Tay-Sachs Disease is a rare inherited disorder that progressively destroys nerve cells in the brain and spinal cord. Sandhoff disease, also known as Sandhoff–Jatzkewitz disease, variant 0 of GM2-Gangliosidosis or Hexosaminidase A and B deficiency, is a lysosomal genetic, lipid storage disorder caused by the inherited deficiency to create functional beta-hexosaminidases A and B. These catabolic enzymes are needed to degrade the neuronal membrane components, ganglioside GM2, its derivative GA2, the glycolipid globoside in visceral tissues, and some oligosaccharides. Accumulation of these metabolites leads to a progressive destruction of the central nervous system and eventually to death.
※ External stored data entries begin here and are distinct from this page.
// SPDX-License-Identifier: MIT
// Copyright 2026 Roland Dreier <roland@rolandd.dev>

//! SQLite activity store with typed operations.
//!
//! Owns the on-disk database file, schema creation and the shared
//! connection. Rows are immutable once written; there are no update or
//! delete operations.

use crate::error::AppError;
use crate::models::{ActivityRecord, ActivityType};
use chrono::{DateTime, TimeZone, Utc};
use rusqlite::{params, Connection};
use std::collections::HashMap;
use std::path::Path;
use std::sync::{Arc, Mutex, MutexGuard};

const DB_FILE_NAME: &str = "activities.db";

const SCHEMA: &str = r#"
CREATE TABLE IF NOT EXISTS activities (
    id INTEGER PRIMARY KEY AUTOINCREMENT,
    session_id TEXT NOT NULL,
    request_id TEXT NOT NULL,
    activity_type TEXT NOT NULL,
    path TEXT NOT NULL,
    method TEXT NOT NULL,
    status_code INTEGER NOT NULL DEFAULT 0,
    user_currency TEXT NOT NULL DEFAULT 'USD',
    details TEXT,
    created_at INTEGER NOT NULL
);
CREATE INDEX IF NOT EXISTS idx_activities_session ON activities(session_id);
CREATE INDEX IF NOT EXISTS idx_activities_created_at ON activities(created_at);
CREATE INDEX IF NOT EXISTS idx_activities_type ON activities(activity_type);
"#;

const SELECT_COLUMNS: &str = "id, session_id, request_id, activity_type, path, method, \
     status_code, user_currency, details, created_at";

/// Shared handle to the activity database.
///
/// Cloning is cheap; all clones share one connection. The connection is
/// process-wide state: requests take the mutex only for the duration of
/// a single statement, and WAL keeps readers unblocked at the file
/// level.
#[derive(Clone)]
pub struct ActivityStore {
    conn: Option<Arc<Mutex<Connection>>>,
}

impl ActivityStore {
    /// Open (or create) the activity database under `data_dir`.
    ///
    /// Creates the directory and schema when missing and enables WAL.
    /// Safe to call again on the same directory: the schema statements
    /// are idempotent. Any setup failure aborts before a handle exists.
    pub fn open(data_dir: &Path) -> Result<Self, AppError> {
        std::fs::create_dir_all(data_dir)
            .map_err(|e| AppError::Database(format!("create data directory: {e}")))?;

        let db_path = data_dir.join(DB_FILE_NAME);
        let conn = Connection::open(&db_path)
            .map_err(|e| AppError::Database(format!("open {}: {e}", db_path.display())))?;

        conn.pragma_update(None, "journal_mode", "WAL")
            .map_err(|e| AppError::Database(format!("enable WAL: {e}")))?;

        conn.execute_batch(SCHEMA)
            .map_err(|e| AppError::Database(format!("apply schema: {e}")))?;

        tracing::info!(path = %db_path.display(), "Activity database initialized");

        Ok(Self {
            conn: Some(Arc::new(Mutex::new(conn))),
        })
    }

    /// Connectionless handle for offline tests.
    ///
    /// All operations fail with `Uninitialized` if called.
    pub fn new_mock() -> Self {
        Self { conn: None }
    }

    /// Release this handle's reference to the connection.
    ///
    /// No-op on a mock handle; the database file closes once the last
    /// clone drops.
    pub fn shutdown(&mut self) {
        self.conn = None;
    }

    /// Helper to get the connection or report the uninitialized state.
    fn conn(&self) -> Result<MutexGuard<'_, Connection>, AppError> {
        let conn = self.conn.as_ref().ok_or(AppError::Uninitialized)?;
        conn.lock()
            .map_err(|_| AppError::Database("connection lock poisoned".to_string()))
    }

    fn with_conn<T>(
        &self,
        context: &str,
        f: impl FnOnce(&Connection) -> rusqlite::Result<T>,
    ) -> Result<T, AppError> {
        let conn = self.conn()?;
        f(&conn).map_err(|e| AppError::Database(format!("{context}: {e}")))
    }

    // ─── Recording ───────────────────────────────────────────────

    /// Insert one activity row and return the assigned row id.
    ///
    /// The creation timestamp is generated here, overriding whatever
    /// the in-flight record carried. Single attempt, no retry.
    pub fn record(&self, activity: &ActivityRecord) -> Result<i64, AppError> {
        self.with_conn("record activity", |conn| {
            conn.execute(
                "INSERT INTO activities (session_id, request_id, activity_type, path, method, \
                     status_code, user_currency, details, created_at) \
                 VALUES (?1, ?2, ?3, ?4, ?5, ?6, ?7, ?8, ?9)",
                params![
                    activity.session_id,
                    activity.request_id,
                    activity.activity_type.as_str(),
                    activity.path,
                    activity.method,
                    activity.status_code,
                    activity.user_currency,
                    activity.details,
                    Utc::now().timestamp_millis(),
                ],
            )?;
            Ok(conn.last_insert_rowid())
        })
    }

    // ─── Queries ─────────────────────────────────────────────────

    /// Up to `limit` activities for one session, newest first.
    pub fn activities_by_session(
        &self,
        session_id: &str,
        limit: u32,
    ) -> Result<Vec<ActivityRecord>, AppError> {
        self.with_conn("list session activities", |conn| {
            let mut stmt = conn.prepare(&format!(
                "SELECT {SELECT_COLUMNS} FROM activities \
                 WHERE session_id = ?1 \
                 ORDER BY created_at DESC, id DESC \
                 LIMIT ?2"
            ))?;
            let rows = stmt.query_map(params![session_id, limit], row_to_activity)?;
            rows.collect()
        })
    }

    /// Up to `limit` activities across all sessions, newest first.
    pub fn recent_activities(&self, limit: u32) -> Result<Vec<ActivityRecord>, AppError> {
        self.with_conn("list recent activities", |conn| {
            let mut stmt = conn.prepare(&format!(
                "SELECT {SELECT_COLUMNS} FROM activities \
                 ORDER BY created_at DESC, id DESC \
                 LIMIT ?1"
            ))?;
            let rows = stmt.query_map(params![limit], row_to_activity)?;
            rows.collect()
        })
    }

    /// Count of recorded activities per type with `created_at` in
    /// `[start, end]` inclusive.
    ///
    /// Types with no matching rows are absent from the map, not present
    /// with a zero count.
    pub fn stats_by_type(
        &self,
        start: DateTime<Utc>,
        end: DateTime<Utc>,
    ) -> Result<HashMap<String, i64>, AppError> {
        self.with_conn("activity stats", |conn| {
            let mut stmt = conn.prepare(
                "SELECT activity_type, COUNT(*) FROM activities \
                 WHERE created_at BETWEEN ?1 AND ?2 \
                 GROUP BY activity_type",
            )?;
            let rows = stmt.query_map(
                params![start.timestamp_millis(), end.timestamp_millis()],
                |row| Ok((row.get::<_, String>(0)?, row.get::<_, i64>(1)?)),
            )?;
            rows.collect()
        })
    }
}

fn row_to_activity(row: &rusqlite::Row<'_>) -> rusqlite::Result<ActivityRecord> {
    let type_name: String = row.get(3)?;
    let created_ms: i64 = row.get(9)?;

    Ok(ActivityRecord {
        id: row.get(0)?,
        session_id: row.get(1)?,
        request_id: row.get(2)?,
        activity_type: ActivityType::from_db(&type_name),
        path: row.get(4)?,
        method: row.get(5)?,
        status_code: row.get(6)?,
        user_currency: row.get(7)?,
        details: row.get(8)?,
        created_at: Utc
            .timestamp_millis_opt(created_ms)
            .single()
            .ok_or(rusqlite::Error::IntegralValueOutOfRange(9, created_ms))?,
    })
}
IntraBio Inc., a late-stage biopharmaceutical company, today announced that the US Food and Drug Administration (FDA) has approved its Investigational New Drug (IND) Application for Clinical Trial IB1001-202 involving its lead compound (IB1001) for the treatment of GM2 Gangliosidosis (Tay-Sachs and Sandhoff Disease).
The IND approval of IB1001-202 allows IntraBio to move forward with the trial at U.S. clinical sites. In addition to the U.S. centers, IntraBio intends to commence the study in European countries, including the United Kingdom, Germany, and Spain.